▼

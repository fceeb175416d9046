use crate::calc::{compute_annual_average, compute_period_average, CoefficientTable, PeriodAverage};
use crate::config::EngineConfig;
use crate::model::{BulletinRecord, Defect, GradeEntry, PeriodKey, Scheme};
use crate::normalize::{canonicalize, subject_results, SubjectResults};
use crate::ranking::{
    class_period_stats, rank_of, rank_period, ClassPeriodStats, RankingSnapshot, StudentAverage,
    StudentRank,
};
use serde::Serialize;
use std::collections::{BTreeMap, BTreeSet};

/// Where a displayed average or rank came from.
#[derive(Debug, Clone, Copy, PartialEq, Eq, Serialize)]
#[serde(rename_all = "lowercase")]
pub enum ValueSource {
    Server,
    Snapshot,
    Local,
    None,
}

#[derive(Debug, Clone, Copy, PartialEq, Eq, Serialize)]
#[serde(rename_all = "camelCase")]
pub struct PeriodSources {
    pub average: ValueSource,
    pub rank: ValueSource,
}

#[derive(Debug, Clone, PartialEq, Serialize)]
#[serde(rename_all = "camelCase")]
pub struct SubjectRow {
    pub id: String,
    pub name: String,
    pub coefficient: f64,
    pub per_period: Vec<Option<f64>>,
}

/// Render-ready report card of one student. Period-indexed vectors follow
/// `periods`; absent values serialize as `null`.
#[derive(Debug, Clone, PartialEq, Serialize)]
#[serde(rename_all = "camelCase")]
pub struct BulletinView {
    pub student_id: String,
    pub student_name: String,
    pub class_id: String,
    pub scheme: Scheme,
    pub periods: Vec<String>,
    pub subjects: Vec<SubjectRow>,
    pub period_totals: Vec<Option<f64>>,
    pub period_coefficients: Vec<f64>,
    pub period_averages: Vec<Option<f64>>,
    /// 0 means not ranked.
    pub ranks: Vec<u32>,
    pub class_size: usize,
    pub class_stats: Vec<Option<ClassPeriodStats>>,
    pub annual_average: Option<f64>,
    pub annual_source: ValueSource,
    pub sources: Vec<PeriodSources>,
    pub defects: Vec<Defect>,
}

struct EvaluatedPeriod {
    key: PeriodKey,
    results: SubjectResults,
    local: PeriodAverage,
    server_average: Option<f64>,
    server_rank: Option<u32>,
}

struct Evaluated<'a> {
    record: &'a BulletinRecord,
    scheme: Scheme,
    periods: Vec<EvaluatedPeriod>,
    coefficients: CoefficientTable,
    subject_names: BTreeMap<String, String>,
    defects: Vec<Defect>,
}

struct ClassTable {
    ranks: Vec<StudentRank>,
    stats: Option<ClassPeriodStats>,
}

/// Server values of 0 mean "not computed".
fn positive(v: Option<f64>) -> Option<f64> {
    v.filter(|x| x.is_finite() && *x > 0.0)
}

fn pick<T: Copy>(candidates: &[(Option<T>, ValueSource)]) -> (Option<T>, ValueSource) {
    candidates
        .iter()
        .find_map(|(v, src)| v.map(|v| (Some(v), *src)))
        .unwrap_or((None, ValueSource::None))
}

fn evaluate(record: &BulletinRecord) -> Evaluated<'_> {
    let scheme = record.scheme();
    let subjects = &record.classe.subjects;
    let mut defects = Vec::new();

    let mut canonical = Vec::new();
    for p in record.period_records() {
        let (entries, d) = canonicalize(&p.grades, p.key);
        defects.extend(d);
        canonical.push((p, entries));
    }

    let all_entries: Vec<GradeEntry> = canonical
        .iter()
        .flat_map(|(_, entries)| entries.iter().cloned())
        .collect();
    let coefficients = CoefficientTable::new(subjects, &all_entries, &mut defects);

    let mut subject_names: BTreeMap<String, String> = BTreeMap::new();
    for e in &all_entries {
        if let Some(name) = &e.subject_name {
            subject_names
                .entry(e.subject_id.clone())
                .or_insert_with(|| name.clone());
        }
    }

    let periods = canonical
        .into_iter()
        .map(|(p, entries)| {
            let results = subject_results(p.key, &entries, subjects);
            let local = compute_period_average(&results, &coefficients);
            EvaluatedPeriod {
                key: p.key,
                results,
                local,
                server_average: positive(p.average),
                server_rank: p.rank.filter(|r| *r > 0),
            }
        })
        .collect();

    Evaluated {
        record,
        scheme,
        periods,
        coefficients,
        subject_names,
        defects,
    }
}

impl Evaluated<'_> {
    fn student_id(&self) -> &str {
        &self.record.student.id
    }

    fn period_average(&self, pos: usize, config: &EngineConfig) -> (Option<f64>, ValueSource) {
        let p = &self.periods[pos];
        let server = (p.server_average, ValueSource::Server);
        let local = (p.local.average, ValueSource::Local);
        if config.prefer_server_values {
            pick(&[server, local])
        } else {
            pick(&[local, server])
        }
    }
}

fn class_tables(class: &[&Evaluated<'_>], scheme: Scheme, config: &EngineConfig) -> Vec<ClassTable> {
    (0..PeriodKey::all(scheme).len())
        .map(|pos| {
            let averages: Vec<StudentAverage> = class
                .iter()
                .map(|e| StudentAverage::new(e.student_id(), e.period_average(pos, config).0))
                .collect();
            ClassTable {
                ranks: rank_period(&averages, config.tie_epsilon),
                stats: class_period_stats(&averages),
            }
        })
        .collect()
}

fn build_view(
    me: &Evaluated<'_>,
    tables: Option<(&[ClassTable], usize)>,
    snapshots: &[RankingSnapshot],
    config: &EngineConfig,
) -> BulletinView {
    let record = me.record;
    let student_id = me.student_id();
    let n = me.periods.len();

    let mut period_totals = Vec::with_capacity(n);
    let mut period_coefficients = Vec::with_capacity(n);
    let mut period_averages = Vec::with_capacity(n);
    let mut ranks = Vec::with_capacity(n);
    let mut class_stats = Vec::with_capacity(n);
    let mut sources = Vec::with_capacity(n);

    for (pos, p) in me.periods.iter().enumerate() {
        let (average, average_source) = me.period_average(pos, config);

        let server = (p.server_rank, ValueSource::Server);
        let snapshot = (
            snapshots
                .iter()
                .filter(|s| s.period == p.key)
                .find_map(|s| s.rank_of(student_id)),
            ValueSource::Snapshot,
        );
        let local = (
            tables.and_then(|(t, _)| rank_of(&t[pos].ranks, student_id)),
            ValueSource::Local,
        );
        let (rank, rank_source) = if config.prefer_server_values {
            pick(&[server, snapshot, local])
        } else {
            pick(&[local, server, snapshot])
        };

        period_totals.push(p.local.average.map(|_| p.local.total_weighted));
        period_coefficients.push(p.local.total_coefficient);
        period_averages.push(average);
        ranks.push(rank.unwrap_or(0));
        class_stats.push(tables.and_then(|(t, _)| t[pos].stats));
        sources.push(PeriodSources {
            average: average_source,
            rank: rank_source,
        });
    }

    let local_annual =
        compute_annual_average(&period_averages, me.scheme, config.primary_annual_divisor);
    let server_annual = positive(record.moyenne_annuelle);
    let (annual_average, annual_source) = if config.prefer_server_values {
        pick(&[(server_annual, ValueSource::Server), (local_annual, ValueSource::Local)])
    } else {
        pick(&[(local_annual, ValueSource::Local), (server_annual, ValueSource::Server)])
    };

    let class_ids: BTreeSet<&str> = record.classe.subjects.iter().map(|s| s.id.as_str()).collect();
    let extra_ids: BTreeSet<&str> = me
        .periods
        .iter()
        .flat_map(|p| p.results.keys().map(String::as_str))
        .filter(|id| !class_ids.contains(id))
        .collect();

    let row = |id: &str, name: String| SubjectRow {
        id: id.to_string(),
        name,
        coefficient: me.coefficients.declared(id),
        per_period: me
            .periods
            .iter()
            .map(|p| p.results.get(id).copied().flatten())
            .collect(),
    };
    let mut subjects: Vec<SubjectRow> = record
        .classe
        .subjects
        .iter()
        .map(|s| row(&s.id, s.name.clone()))
        .collect();
    subjects.extend(extra_ids.into_iter().map(|id| {
        let name = me
            .subject_names
            .get(id)
            .cloned()
            .unwrap_or_else(|| id.to_string());
        row(id, name)
    }));

    BulletinView {
        student_id: student_id.to_string(),
        student_name: record.student.name.clone(),
        class_id: record.classe.id.clone(),
        scheme: me.scheme,
        periods: me.periods.iter().map(|p| p.key.label().to_string()).collect(),
        subjects,
        period_totals,
        period_coefficients,
        period_averages,
        ranks,
        class_size: tables
            .map(|(_, size)| size)
            .unwrap_or(record.classe.student_count),
        class_stats,
        annual_average,
        annual_source,
        sources,
        defects: me.defects.clone(),
    }
}

fn same_group(a: &BulletinRecord, b: &BulletinRecord) -> bool {
    a.classe.id == b.classe.id && a.scheme() == b.scheme()
}

/// Bulletin of one student. `peers` are the class's other bulletins and
/// enable local ranking; without them only server or snapshot ranks show.
pub fn assemble(
    record: &BulletinRecord,
    peers: &[BulletinRecord],
    snapshots: &[RankingSnapshot],
    config: &EngineConfig,
) -> BulletinView {
    let me = evaluate(record);

    let mut others = Vec::new();
    for p in peers {
        if p.student.id == record.student.id {
            continue;
        }
        if !same_group(p, record) {
            tracing::debug!(
                student = %p.student.id,
                class = %p.classe.id,
                "peer bulletin from another class or scheme skipped"
            );
            continue;
        }
        others.push(evaluate(p));
    }

    if others.is_empty() {
        return build_view(&me, None, snapshots, config);
    }

    let mut class: Vec<&Evaluated<'_>> = vec![&me];
    class.extend(others.iter());
    let tables = class_tables(&class, me.scheme, config);
    build_view(&me, Some((tables.as_slice(), class.len())), snapshots, config)
}

/// Bulletins of every supplied student, each ranked against the other
/// records of the same class and scheme. Output follows input order.
pub fn assemble_class(
    records: &[BulletinRecord],
    snapshots: &[RankingSnapshot],
    config: &EngineConfig,
) -> Vec<BulletinView> {
    let evaluated: Vec<Evaluated<'_>> = records.iter().map(evaluate).collect();

    let mut groups: BTreeMap<(&str, Scheme), Vec<usize>> = BTreeMap::new();
    for (i, e) in evaluated.iter().enumerate() {
        groups
            .entry((e.record.classe.id.as_str(), e.scheme))
            .or_default()
            .push(i);
    }

    let mut views: Vec<Option<BulletinView>> = vec![None; evaluated.len()];
    for ((class_id, scheme), members) in &groups {
        let class: Vec<&Evaluated<'_>> = members.iter().map(|&i| &evaluated[i]).collect();
        let tables = class_tables(&class, *scheme, config);
        tracing::debug!(class = %class_id, students = class.len(), "class ranked");
        for &i in members {
            views[i] = Some(build_view(
                &evaluated[i],
                Some((tables.as_slice(), class.len())),
                snapshots,
                config,
            ));
        }
    }
    views.into_iter().flatten().collect()
}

▲

[What you have to do] The lines to copy are those in the listing that contain "EvaluatedPeriod".

[Solution for this task]
struct EvaluatedPeriod {
    periods: Vec<EvaluatedPeriod>,
            EvaluatedPeriod {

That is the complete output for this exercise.